[SUPPLIED ENTRIES Boundary: Start]
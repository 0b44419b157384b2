mod footer;
mod header;
mod utils;

pub use footer::draw_footer;
pub use header::draw_header;
pub use utils::{format_salary, role_color, truncate};
mod input;
mod key_result;
mod member_form;
mod role_picker;
mod search_input;

pub use input::{InputResult, TextInput};
pub use key_result::KeyResult;
pub use member_form::{FormEvent, MemberForm};
pub use role_picker::{RolePicker, RolePickerEvent};
pub use search_input::{SearchEvent, SearchInput};
use crate::ui::view::Shortcut;
use ratatui::prelude::*;
use ratatui::widgets::Paragraph;

/// Draw the header bar with logo, store context, and the current view's
/// shortcut hints
pub fn draw_header(frame: &mut Frame, area: Rect, title: &str, shortcuts: &[Shortcut]) {
  let mut spans = vec![
    Span::styled(" rosterm ", Style::default().fg(Color::Cyan).bold()),
    Span::styled("│", Style::default().fg(Color::DarkGray)),
    Span::styled(format!(" {} ", title), Style::default().fg(Color::Yellow).bold()),
    Span::raw("  "),
  ];

  for shortcut in shortcuts {
    spans.push(Span::styled(
      format!("<{}>", shortcut.key),
      Style::default().fg(Color::Cyan),
    ));
    spans.push(Span::styled(
      format!(" {}", shortcut.label),
      Style::default().fg(Color::DarkGray),
    ));
    spans.push(Span::raw("   "));
  }

  let paragraph = Paragraph::new(Line::from(spans)).style(Style::default().bg(Color::Black));
  frame.render_widget(paragraph, area);
}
[SUPPLIED ENTRIES Boundary: End]
» YOUR GOAL: Would you copy each line of the records that contains "frame"?

» RESPONSE FOR THIS EXERCISE:
pub fn draw_header(frame: &mut Frame, area: Rect, title: &str, shortcuts: &[Shortcut]) {
  frame.render_widget(paragraph, area);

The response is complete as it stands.